Meatable is based in the Netherlands, and creates cell-based (also known as cultured or “lab grown”) meat, specifically pig and cow products. It claims that its pork takes just eight days to grow, which is 30 times faster than the average time taken to rear a pig for meat. 

Investors included Invest-NL, which gave $17 million, as well as DSM Venturing, BlueYard Capital, Bridford Group, and MilkyWay. Meatable will use the money to accelerate the launch of its pork products, which it hopes to sell in Singapore (which was the first country to give regulatory approval for cell-based meat) in the next year. 

“This is a huge sign of confidence in the incredible quality, taste, and proven scalability of our product, especially in the current investment climate,” Krijn de Nood, co-founder and CEO of Meatable, said in a statement. “We believe cultivated meat is the answer and we are confident we have the tools and the processes in place to make this a reality.” 

Cultivated pork dumplings from cell-based meat brand Meatable
Meatable Meatable sells pork dumplings, as well as a number of other pig meat products

Is cell-based meat cruel?

Cultivated meat refers to real animal meat that can be made without raising and slaughtering an animal. The meat will instead be created in bioreactors. Cells often need to be extracted from an animal, though this can sometimes be done just once to create a large volume of product. Because cell-based meat requires the use of an animal, it isn’t considered to be vegan.

With demand for meat around the world growing, many vegans support the industry as a potential viable route away from animal agriculture. Methods of producing meat, as well as levels of impact that they have on animals, depend on the company producing it. 

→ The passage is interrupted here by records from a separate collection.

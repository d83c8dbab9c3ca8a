use serde::{Deserialize, Serialize};

use crate::video::AttemptId;

/// Who asked for a play/pause. Set immediately before the native call and
/// read back when the matching notification arrives.
#[derive(Debug, Clone, Copy, PartialEq, Eq)]
pub enum Origin {
    Automatic,
    User,
}

/// Native notifications, which look the same whoever caused them.
#[derive(Debug, Clone, Copy, PartialEq, Eq)]
pub enum NativeEvent {
    Play,
    Pause,
}

/// When a manual play/pause stops shielding the slot from scroll logic.
#[derive(Debug, Clone, Copy, PartialEq, Eq, Default, Serialize, Deserialize)]
#[serde(rename_all = "snake_case")]
pub enum IntentPolicy {
    /// Cleared once the slot leaves the observed area entirely
    #[default]
    UntilOffscreen,
    /// Never cleared by the controller
    UntilManualToggle,
    /// Cleared by the next native play notification, whoever caused it
    LapseOnPlay,
}

#[derive(Debug)]
pub struct IntentTracker {
    policy: IntentPolicy,
    user_initiated: bool,
    /// Tag for the play request still waiting on its notification
    pending_play: Option<(AttemptId, Origin)>,
    pending_pause: Option<Origin>,
}

impl IntentTracker {
    pub fn new(policy: IntentPolicy) -> Self {
        Self {
            policy,
            user_initiated: false,
            pending_play: None,
            pending_pause: None,
        }
    }

    pub fn is_user_initiated(&self) -> bool {
        self.user_initiated
    }

    /// Tags the native play about to be issued for `attempt`.
    pub fn begin_play(&mut self, attempt: AttemptId, origin: Origin) {
        self.pending_play = Some((attempt, origin));
    }

    /// Tags the native pause about to be issued.
    pub fn begin_pause(&mut self, origin: Origin) {
        self.pending_pause = Some(origin);
    }

    /// The public play/pause counts as manual straight away, even if the
    /// native call turns out to be a no-op.
    pub fn mark_user(&mut self) {
        self.user_initiated = true;
    }

    /// Consumes the pending tag and returns it. A notification nobody tagged
    /// (`None`) came from the element's own controls, which means the user.
    pub fn observe(&mut self, event: NativeEvent) -> Option<Origin> {
        let tagged = match event {
            NativeEvent::Play => self.pending_play.take().map(|(_, origin)| origin),
            NativeEvent::Pause => self.pending_pause.take(),
        };

        if event == NativeEvent::Play && self.policy == IntentPolicy::LapseOnPlay {
            // Any play notification ends manual intent, whoever caused it
            if self.user_initiated {
                log::debug!("Manual intent lapsed on play notification");
            }
            self.user_initiated = false;
        } else if tagged.unwrap_or(Origin::User) == Origin::User {
            self.user_initiated = true;
        }
        tagged
    }

    /// Called when the slot reports a zero ratio.
    pub fn on_offscreen(&mut self) {
        if self.policy == IntentPolicy::UntilOffscreen && self.user_initiated {
            log::debug!("Manual intent cleared, slot left the viewport");
            self.user_initiated = false;
        }
    }

    /// The play request for `attempt` settled, current or not. A play
    /// notification always precedes a successful settlement and never
    /// follows a rejected one, so a tag still held for it is dead.
    pub fn settle_play(&mut self, attempt: AttemptId) {
        if matches!(self.pending_play, Some((pending, _)) if pending == attempt) {
            self.pending_play = None;
        }
    }
}

#[cfg(test)]
mod tests {
    use super::*;

    #[test]
    fn test_tagged_automatic_event_is_not_user() {
        let mut intent = IntentTracker::new(IntentPolicy::UntilOffscreen);
        intent.begin_play(AttemptId(1), Origin::Automatic);
        assert_eq!(intent.observe(NativeEvent::Play), Some(Origin::Automatic));
        assert!(!intent.is_user_initiated());
    }

    #[test]
    fn test_untagged_event_counts_as_user() {
        let mut intent = IntentTracker::new(IntentPolicy::UntilOffscreen);
        assert_eq!(intent.observe(NativeEvent::Pause), None);
        assert!(intent.is_user_initiated());
    }

    #[test]
    fn test_tag_is_consumed_once() {
        let mut intent = IntentTracker::new(IntentPolicy::UntilOffscreen);
        intent.begin_play(AttemptId(1), Origin::Automatic);
        assert_eq!(intent.observe(NativeEvent::Play), Some(Origin::Automatic));
        assert_eq!(intent.observe(NativeEvent::Play), None);
    }

    #[test]
    fn test_play_and_pause_tags_are_independent() {
        let mut intent = IntentTracker::new(IntentPolicy::UntilOffscreen);
        intent.begin_play(AttemptId(1), Origin::Automatic);
        intent.begin_pause(Origin::Automatic);
        assert_eq!(intent.observe(NativeEvent::Pause), Some(Origin::Automatic));
        assert_eq!(intent.observe(NativeEvent::Play), Some(Origin::Automatic));
        assert!(!intent.is_user_initiated());
    }

    #[test]
    fn test_settled_attempt_drops_its_tag() {
        let mut intent = IntentTracker::new(IntentPolicy::UntilOffscreen);
        intent.begin_play(AttemptId(4), Origin::Automatic);
        intent.settle_play(AttemptId(4));
        assert_eq!(intent.observe(NativeEvent::Play), None);
        assert!(intent.is_user_initiated());
    }

    #[test]
    fn test_settling_older_attempt_keeps_newer_tag() {
        let mut intent = IntentTracker::new(IntentPolicy::UntilOffscreen);
        intent.begin_play(AttemptId(1), Origin::Automatic);
        intent.begin_play(AttemptId(2), Origin::Automatic);
        intent.settle_play(AttemptId(1));
        assert_eq!(intent.observe(NativeEvent::Play), Some(Origin::Automatic));
    }

    #[test]
    fn test_until_offscreen_policy() {
        let mut intent = IntentTracker::new(IntentPolicy::UntilOffscreen);
        intent.mark_user();

        intent.begin_play(AttemptId(1), Origin::Automatic);
        intent.observe(NativeEvent::Play);
        assert!(intent.is_user_initiated());

        intent.on_offscreen();
        assert!(!intent.is_user_initiated());
    }

    #[test]
    fn test_until_manual_toggle_policy() {
        let mut intent = IntentTracker::new(IntentPolicy::UntilManualToggle);
        intent.mark_user();
        intent.on_offscreen();
        intent.begin_play(AttemptId(1), Origin::Automatic);
        intent.observe(NativeEvent::Play);
        assert!(intent.is_user_initiated());
    }

    #[test]
    fn test_lapse_on_play_policy() {
        let mut intent = IntentTracker::new(IntentPolicy::LapseOnPlay);
        intent.mark_user();
        intent.on_offscreen();
        assert!(intent.is_user_initiated());

        // Pause notifications keep it
        intent.begin_pause(Origin::Automatic);
        intent.observe(NativeEvent::Pause);
        assert!(intent.is_user_initiated());

        // A user-tagged play lapses it too
        intent.begin_play(AttemptId(1), Origin::User);
        assert_eq!(intent.observe(NativeEvent::Play), Some(Origin::User));
        assert!(!intent.is_user_initiated());

        // So does one from the element's own controls
        intent.mark_user();
        assert_eq!(intent.observe(NativeEvent::Play), None);
        assert!(!intent.is_user_initiated());
    }

    #[test]
    fn test_policy_serializes_snake_case() {
        let json = serde_json::to_string(&IntentPolicy::UntilManualToggle).unwrap();
        assert_eq!(json, "\"until_manual_toggle\"");
    }
}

The industry has in the past sparked controversy for using fetal bovine serum (FBS) in the process. FBS is harvested from the blood of fetuses taken from pregnant cows who were slaughtered in the meat or dairy industries. The proteins in the ingredient were used to help the animal cells grow and duplicate.  

A growing number of companies, however, are moving away from FBS. According to Meatable, it doesn’t use the ingredient in its method. “First we take a sample from an unharmed cow or pig,” it says on its website. “Then we replicate the natural process of fat and muscle growth, and mix the two elements together to produce meat.” Plant Based News cannot verify the conditions in which the animals are kept. The company says it hopes to save 27 million animal lives by 2035. 

“Farming has been revolutionized in the past 100 years to keep up with feeding a growing global population,” said Daan Luining, co-founder and CTO of Meatable. “Cultivated meat is the next revolution.” 

The rise of cell-based meat

As mentioned previously, Singapore was the first country to give approval to a cell-based meat brand. It currently stocks chicken from Eat Just, a California-based cultivated meat brand. 

Last month, it was announced that the USDA had given approval for two brands – Eat Just’s GOOD Meat and UPSIDE FOODS – to be sold in the US. The two products are set to be sold in Michelin-starred restaurants this summer.

Cultivated meat is being heralded as a solution to the environmental impact, as well as animal cruelty, of conventional meat. Animal agriculture is responsible for at least 14.5 percent of global greenhouse gas emissions, and it’s also driving deforestation, biodiversity loss, and water pollution. A study from research company CE Delft previously found that cell-based meat could be responsible for 92 percent for greenhouse gas emissions that conventional beef, as well as 95 percent less land use.